Information given

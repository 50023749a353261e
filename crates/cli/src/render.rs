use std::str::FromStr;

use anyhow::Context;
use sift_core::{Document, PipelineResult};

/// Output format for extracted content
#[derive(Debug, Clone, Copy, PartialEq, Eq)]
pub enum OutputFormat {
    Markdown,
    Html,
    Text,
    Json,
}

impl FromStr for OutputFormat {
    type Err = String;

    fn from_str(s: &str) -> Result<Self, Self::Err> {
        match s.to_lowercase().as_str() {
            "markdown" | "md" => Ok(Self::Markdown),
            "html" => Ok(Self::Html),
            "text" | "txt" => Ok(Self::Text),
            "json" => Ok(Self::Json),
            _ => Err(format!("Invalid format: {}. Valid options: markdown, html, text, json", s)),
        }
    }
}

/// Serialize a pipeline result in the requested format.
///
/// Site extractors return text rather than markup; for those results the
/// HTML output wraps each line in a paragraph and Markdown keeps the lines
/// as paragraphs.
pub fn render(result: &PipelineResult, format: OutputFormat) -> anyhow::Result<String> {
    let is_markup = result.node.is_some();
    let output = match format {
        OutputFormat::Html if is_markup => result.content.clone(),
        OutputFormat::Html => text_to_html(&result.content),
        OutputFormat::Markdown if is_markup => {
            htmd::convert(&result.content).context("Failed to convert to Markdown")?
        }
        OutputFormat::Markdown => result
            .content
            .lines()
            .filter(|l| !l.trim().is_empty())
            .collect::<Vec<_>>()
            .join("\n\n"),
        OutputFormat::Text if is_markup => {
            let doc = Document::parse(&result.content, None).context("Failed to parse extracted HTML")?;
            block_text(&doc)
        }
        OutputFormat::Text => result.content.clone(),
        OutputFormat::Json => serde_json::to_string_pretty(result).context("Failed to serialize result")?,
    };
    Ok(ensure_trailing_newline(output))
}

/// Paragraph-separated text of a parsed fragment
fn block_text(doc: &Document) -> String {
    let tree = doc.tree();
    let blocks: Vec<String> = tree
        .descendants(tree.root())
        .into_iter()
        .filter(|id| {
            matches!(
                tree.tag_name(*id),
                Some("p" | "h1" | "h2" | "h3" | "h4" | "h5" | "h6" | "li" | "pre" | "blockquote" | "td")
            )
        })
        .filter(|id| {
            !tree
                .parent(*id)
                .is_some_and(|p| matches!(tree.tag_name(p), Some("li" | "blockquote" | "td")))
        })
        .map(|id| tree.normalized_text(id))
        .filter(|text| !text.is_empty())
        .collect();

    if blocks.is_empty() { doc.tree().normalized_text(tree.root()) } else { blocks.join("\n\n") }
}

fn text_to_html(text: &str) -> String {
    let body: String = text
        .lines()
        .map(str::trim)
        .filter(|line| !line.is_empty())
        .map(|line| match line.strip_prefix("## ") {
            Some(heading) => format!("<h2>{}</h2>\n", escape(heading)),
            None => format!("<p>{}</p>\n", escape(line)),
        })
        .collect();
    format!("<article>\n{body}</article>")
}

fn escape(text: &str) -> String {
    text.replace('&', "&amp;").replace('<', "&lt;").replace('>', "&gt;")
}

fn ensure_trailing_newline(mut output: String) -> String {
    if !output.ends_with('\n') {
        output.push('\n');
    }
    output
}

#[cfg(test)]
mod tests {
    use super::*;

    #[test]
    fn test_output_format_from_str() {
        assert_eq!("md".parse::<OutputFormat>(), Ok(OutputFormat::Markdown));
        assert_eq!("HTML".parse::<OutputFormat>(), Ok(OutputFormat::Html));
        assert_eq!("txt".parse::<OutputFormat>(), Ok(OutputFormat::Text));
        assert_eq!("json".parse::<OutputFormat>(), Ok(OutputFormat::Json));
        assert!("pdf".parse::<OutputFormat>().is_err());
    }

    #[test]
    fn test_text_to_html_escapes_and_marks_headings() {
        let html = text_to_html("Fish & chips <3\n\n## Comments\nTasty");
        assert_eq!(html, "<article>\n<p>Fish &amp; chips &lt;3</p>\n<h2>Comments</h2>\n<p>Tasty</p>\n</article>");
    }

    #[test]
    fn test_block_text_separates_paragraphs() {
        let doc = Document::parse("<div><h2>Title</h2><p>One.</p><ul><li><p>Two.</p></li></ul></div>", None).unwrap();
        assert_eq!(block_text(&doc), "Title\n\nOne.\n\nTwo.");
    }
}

Work required
Wherever a line contains the string "Title", copy that line from the data.

Answer to this problem
        let doc = Document::parse("<div><h2>Title</h2><p>One.</p><ul><li><p>Two.</p></li></ul></div>", None).unwrap();
        assert_eq!(block_text(&doc), "Title\n\nOne.\n\nTwo.");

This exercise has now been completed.